[[ Entries shown, beginning ]]

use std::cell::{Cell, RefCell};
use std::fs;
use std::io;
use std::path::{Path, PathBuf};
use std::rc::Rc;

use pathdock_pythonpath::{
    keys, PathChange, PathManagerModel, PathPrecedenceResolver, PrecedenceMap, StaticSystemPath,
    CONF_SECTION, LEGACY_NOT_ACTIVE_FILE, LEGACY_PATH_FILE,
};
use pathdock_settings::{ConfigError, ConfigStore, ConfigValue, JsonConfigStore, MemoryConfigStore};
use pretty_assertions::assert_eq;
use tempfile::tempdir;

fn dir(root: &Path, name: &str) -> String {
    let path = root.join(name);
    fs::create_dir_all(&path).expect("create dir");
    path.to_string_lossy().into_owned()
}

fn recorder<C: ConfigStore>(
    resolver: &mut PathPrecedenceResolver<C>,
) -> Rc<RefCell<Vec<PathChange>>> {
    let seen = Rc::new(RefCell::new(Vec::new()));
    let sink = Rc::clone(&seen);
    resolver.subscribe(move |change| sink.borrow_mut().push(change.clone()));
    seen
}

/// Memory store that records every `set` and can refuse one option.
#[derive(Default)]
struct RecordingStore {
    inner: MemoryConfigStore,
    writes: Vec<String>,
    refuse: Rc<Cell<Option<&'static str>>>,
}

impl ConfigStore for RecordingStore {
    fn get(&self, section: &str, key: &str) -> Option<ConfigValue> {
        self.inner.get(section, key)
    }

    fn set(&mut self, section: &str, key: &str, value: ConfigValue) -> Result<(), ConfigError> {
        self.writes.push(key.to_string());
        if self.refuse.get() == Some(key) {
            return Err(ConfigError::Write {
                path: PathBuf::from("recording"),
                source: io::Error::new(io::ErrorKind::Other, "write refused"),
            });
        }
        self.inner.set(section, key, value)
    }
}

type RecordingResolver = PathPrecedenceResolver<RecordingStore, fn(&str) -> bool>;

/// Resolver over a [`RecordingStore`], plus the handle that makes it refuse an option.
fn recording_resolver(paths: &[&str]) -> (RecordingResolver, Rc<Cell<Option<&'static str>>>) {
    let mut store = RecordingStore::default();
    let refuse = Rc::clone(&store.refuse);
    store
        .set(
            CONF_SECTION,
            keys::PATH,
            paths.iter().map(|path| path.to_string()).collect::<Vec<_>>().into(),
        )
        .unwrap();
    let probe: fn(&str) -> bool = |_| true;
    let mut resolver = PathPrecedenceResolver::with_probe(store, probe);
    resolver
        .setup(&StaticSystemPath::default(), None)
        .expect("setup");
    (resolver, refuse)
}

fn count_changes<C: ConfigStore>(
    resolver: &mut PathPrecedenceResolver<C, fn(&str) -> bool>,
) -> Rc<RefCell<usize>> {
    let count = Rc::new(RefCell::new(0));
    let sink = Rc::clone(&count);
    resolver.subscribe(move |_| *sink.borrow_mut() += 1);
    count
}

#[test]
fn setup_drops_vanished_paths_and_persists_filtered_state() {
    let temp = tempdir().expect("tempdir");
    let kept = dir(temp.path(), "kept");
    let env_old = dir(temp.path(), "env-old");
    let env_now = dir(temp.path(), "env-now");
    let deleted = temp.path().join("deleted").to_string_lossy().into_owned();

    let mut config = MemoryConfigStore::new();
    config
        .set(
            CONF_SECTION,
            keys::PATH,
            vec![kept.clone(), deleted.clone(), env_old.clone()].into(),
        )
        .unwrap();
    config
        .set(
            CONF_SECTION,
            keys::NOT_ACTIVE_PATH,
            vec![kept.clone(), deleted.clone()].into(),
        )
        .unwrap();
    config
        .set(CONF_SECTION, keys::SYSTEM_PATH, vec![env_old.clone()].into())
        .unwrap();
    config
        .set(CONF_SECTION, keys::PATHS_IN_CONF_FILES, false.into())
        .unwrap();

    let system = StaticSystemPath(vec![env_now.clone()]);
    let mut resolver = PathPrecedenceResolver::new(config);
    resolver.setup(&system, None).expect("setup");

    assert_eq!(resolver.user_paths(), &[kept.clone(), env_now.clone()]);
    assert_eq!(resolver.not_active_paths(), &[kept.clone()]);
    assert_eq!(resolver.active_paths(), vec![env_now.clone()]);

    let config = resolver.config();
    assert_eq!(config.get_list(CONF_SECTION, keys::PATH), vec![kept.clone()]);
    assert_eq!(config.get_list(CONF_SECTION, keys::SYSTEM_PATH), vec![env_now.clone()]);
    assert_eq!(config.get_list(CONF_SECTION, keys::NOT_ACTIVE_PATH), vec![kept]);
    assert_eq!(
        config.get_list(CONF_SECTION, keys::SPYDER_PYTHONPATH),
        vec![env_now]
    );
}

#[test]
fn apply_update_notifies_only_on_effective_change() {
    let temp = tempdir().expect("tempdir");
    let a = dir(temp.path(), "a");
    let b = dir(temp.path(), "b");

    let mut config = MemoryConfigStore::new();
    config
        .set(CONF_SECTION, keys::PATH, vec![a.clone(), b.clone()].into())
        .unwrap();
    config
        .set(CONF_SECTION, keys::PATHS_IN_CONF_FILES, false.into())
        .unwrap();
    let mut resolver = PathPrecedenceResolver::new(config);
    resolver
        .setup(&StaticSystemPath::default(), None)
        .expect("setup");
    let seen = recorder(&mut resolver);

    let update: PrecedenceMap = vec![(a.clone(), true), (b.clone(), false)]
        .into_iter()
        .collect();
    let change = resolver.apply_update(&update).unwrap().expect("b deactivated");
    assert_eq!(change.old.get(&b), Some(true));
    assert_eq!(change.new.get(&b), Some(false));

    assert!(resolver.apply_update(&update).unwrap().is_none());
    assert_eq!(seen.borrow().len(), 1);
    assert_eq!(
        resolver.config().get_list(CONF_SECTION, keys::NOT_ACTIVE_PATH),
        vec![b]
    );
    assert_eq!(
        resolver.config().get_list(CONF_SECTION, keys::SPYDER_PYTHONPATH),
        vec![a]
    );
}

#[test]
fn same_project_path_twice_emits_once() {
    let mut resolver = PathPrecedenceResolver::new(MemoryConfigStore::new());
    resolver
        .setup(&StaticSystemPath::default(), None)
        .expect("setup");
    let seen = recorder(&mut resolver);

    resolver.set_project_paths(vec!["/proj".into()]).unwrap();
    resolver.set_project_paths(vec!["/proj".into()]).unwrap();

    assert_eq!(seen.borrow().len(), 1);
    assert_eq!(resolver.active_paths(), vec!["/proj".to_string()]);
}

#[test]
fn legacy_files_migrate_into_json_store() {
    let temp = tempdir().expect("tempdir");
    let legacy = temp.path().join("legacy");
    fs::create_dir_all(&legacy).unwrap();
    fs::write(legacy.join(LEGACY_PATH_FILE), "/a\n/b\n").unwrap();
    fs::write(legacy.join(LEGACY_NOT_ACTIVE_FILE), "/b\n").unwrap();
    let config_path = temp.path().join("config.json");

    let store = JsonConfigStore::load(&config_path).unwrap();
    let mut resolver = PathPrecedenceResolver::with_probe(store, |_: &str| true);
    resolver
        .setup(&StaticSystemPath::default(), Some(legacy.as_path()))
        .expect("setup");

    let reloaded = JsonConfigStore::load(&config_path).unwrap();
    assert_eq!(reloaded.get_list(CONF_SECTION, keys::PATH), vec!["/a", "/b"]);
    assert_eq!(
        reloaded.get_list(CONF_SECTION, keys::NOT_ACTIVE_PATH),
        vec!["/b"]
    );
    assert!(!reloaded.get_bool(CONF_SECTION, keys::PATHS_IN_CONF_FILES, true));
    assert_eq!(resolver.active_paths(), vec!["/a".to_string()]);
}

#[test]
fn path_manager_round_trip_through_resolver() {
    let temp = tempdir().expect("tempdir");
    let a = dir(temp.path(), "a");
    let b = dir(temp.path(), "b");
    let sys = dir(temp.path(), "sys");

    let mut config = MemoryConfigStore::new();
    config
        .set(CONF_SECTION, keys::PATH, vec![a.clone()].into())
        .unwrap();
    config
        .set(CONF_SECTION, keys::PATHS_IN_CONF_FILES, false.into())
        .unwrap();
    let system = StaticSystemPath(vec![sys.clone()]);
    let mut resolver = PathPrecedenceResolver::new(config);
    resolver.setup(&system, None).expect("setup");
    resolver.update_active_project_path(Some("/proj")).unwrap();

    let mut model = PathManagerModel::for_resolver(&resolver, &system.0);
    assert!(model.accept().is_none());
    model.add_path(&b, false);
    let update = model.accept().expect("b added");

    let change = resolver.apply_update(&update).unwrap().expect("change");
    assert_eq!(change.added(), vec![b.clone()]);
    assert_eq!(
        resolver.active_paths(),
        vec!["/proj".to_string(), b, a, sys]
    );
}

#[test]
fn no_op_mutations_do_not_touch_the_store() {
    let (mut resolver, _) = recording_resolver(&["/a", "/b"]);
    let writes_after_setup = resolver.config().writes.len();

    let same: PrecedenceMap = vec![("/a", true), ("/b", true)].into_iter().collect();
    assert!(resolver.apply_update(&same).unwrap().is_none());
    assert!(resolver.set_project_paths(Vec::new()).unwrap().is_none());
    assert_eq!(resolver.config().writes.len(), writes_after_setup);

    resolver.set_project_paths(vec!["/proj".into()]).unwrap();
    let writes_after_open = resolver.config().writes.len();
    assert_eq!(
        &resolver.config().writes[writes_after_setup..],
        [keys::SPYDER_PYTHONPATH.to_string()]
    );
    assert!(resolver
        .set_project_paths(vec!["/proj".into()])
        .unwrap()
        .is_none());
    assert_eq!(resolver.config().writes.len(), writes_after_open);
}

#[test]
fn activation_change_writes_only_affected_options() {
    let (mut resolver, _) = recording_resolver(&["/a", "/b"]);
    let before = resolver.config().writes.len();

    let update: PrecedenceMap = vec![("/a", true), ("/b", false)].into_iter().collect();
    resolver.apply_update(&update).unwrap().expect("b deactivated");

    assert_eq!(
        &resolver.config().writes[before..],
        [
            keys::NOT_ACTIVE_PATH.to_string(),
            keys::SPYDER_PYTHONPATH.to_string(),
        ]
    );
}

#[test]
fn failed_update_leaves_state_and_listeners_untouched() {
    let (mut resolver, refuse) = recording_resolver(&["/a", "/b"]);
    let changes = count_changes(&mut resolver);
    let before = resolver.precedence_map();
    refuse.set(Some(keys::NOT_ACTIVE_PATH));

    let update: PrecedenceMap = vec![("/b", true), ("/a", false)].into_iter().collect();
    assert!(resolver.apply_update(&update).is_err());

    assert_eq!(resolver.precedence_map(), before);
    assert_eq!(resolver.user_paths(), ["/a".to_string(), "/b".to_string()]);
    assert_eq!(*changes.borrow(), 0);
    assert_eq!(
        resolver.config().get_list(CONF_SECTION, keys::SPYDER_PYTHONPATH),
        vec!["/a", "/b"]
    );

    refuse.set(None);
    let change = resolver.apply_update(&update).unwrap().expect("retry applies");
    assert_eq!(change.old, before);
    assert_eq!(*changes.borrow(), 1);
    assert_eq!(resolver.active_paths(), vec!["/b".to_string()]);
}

[[ Entries shown, end ]]
[[ Entries shown, beginning ]]

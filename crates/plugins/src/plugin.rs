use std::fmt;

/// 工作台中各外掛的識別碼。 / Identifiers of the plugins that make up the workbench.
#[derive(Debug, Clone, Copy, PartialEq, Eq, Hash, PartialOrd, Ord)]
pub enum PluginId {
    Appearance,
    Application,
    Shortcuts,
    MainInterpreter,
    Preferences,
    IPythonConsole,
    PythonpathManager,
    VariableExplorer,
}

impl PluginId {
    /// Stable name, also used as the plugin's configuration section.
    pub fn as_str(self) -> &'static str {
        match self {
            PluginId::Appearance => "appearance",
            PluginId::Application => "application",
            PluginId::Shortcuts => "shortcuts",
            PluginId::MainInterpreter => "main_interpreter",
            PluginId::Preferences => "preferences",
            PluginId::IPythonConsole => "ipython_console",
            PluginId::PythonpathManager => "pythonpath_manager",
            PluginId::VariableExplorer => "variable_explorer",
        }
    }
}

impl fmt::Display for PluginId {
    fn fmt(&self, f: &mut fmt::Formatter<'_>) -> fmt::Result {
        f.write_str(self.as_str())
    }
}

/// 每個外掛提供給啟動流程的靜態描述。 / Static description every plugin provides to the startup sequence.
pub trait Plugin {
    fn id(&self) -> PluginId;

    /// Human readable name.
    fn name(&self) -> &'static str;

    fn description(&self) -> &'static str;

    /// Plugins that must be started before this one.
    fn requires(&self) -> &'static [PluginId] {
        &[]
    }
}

[[ Entries shown, end ]]
[[ Entries shown, beginning ]]

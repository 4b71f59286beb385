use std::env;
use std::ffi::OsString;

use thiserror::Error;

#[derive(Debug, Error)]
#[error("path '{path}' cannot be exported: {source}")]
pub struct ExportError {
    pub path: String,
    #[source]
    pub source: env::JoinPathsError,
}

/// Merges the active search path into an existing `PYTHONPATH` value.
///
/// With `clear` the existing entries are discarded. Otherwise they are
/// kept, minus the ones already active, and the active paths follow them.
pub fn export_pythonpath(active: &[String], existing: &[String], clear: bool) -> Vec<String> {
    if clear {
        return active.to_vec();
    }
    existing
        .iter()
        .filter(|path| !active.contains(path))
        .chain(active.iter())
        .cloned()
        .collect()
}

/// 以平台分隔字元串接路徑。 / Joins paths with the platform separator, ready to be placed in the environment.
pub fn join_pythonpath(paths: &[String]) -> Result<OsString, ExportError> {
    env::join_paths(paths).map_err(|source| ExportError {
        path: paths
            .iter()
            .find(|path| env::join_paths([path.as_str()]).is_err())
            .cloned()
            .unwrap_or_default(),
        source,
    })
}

[[ Entries shown, end ]]

◆ Directions for this task: Check each line of the listing above for the string "derive", then give how many lines have it. No other text.

◆ Reply: 3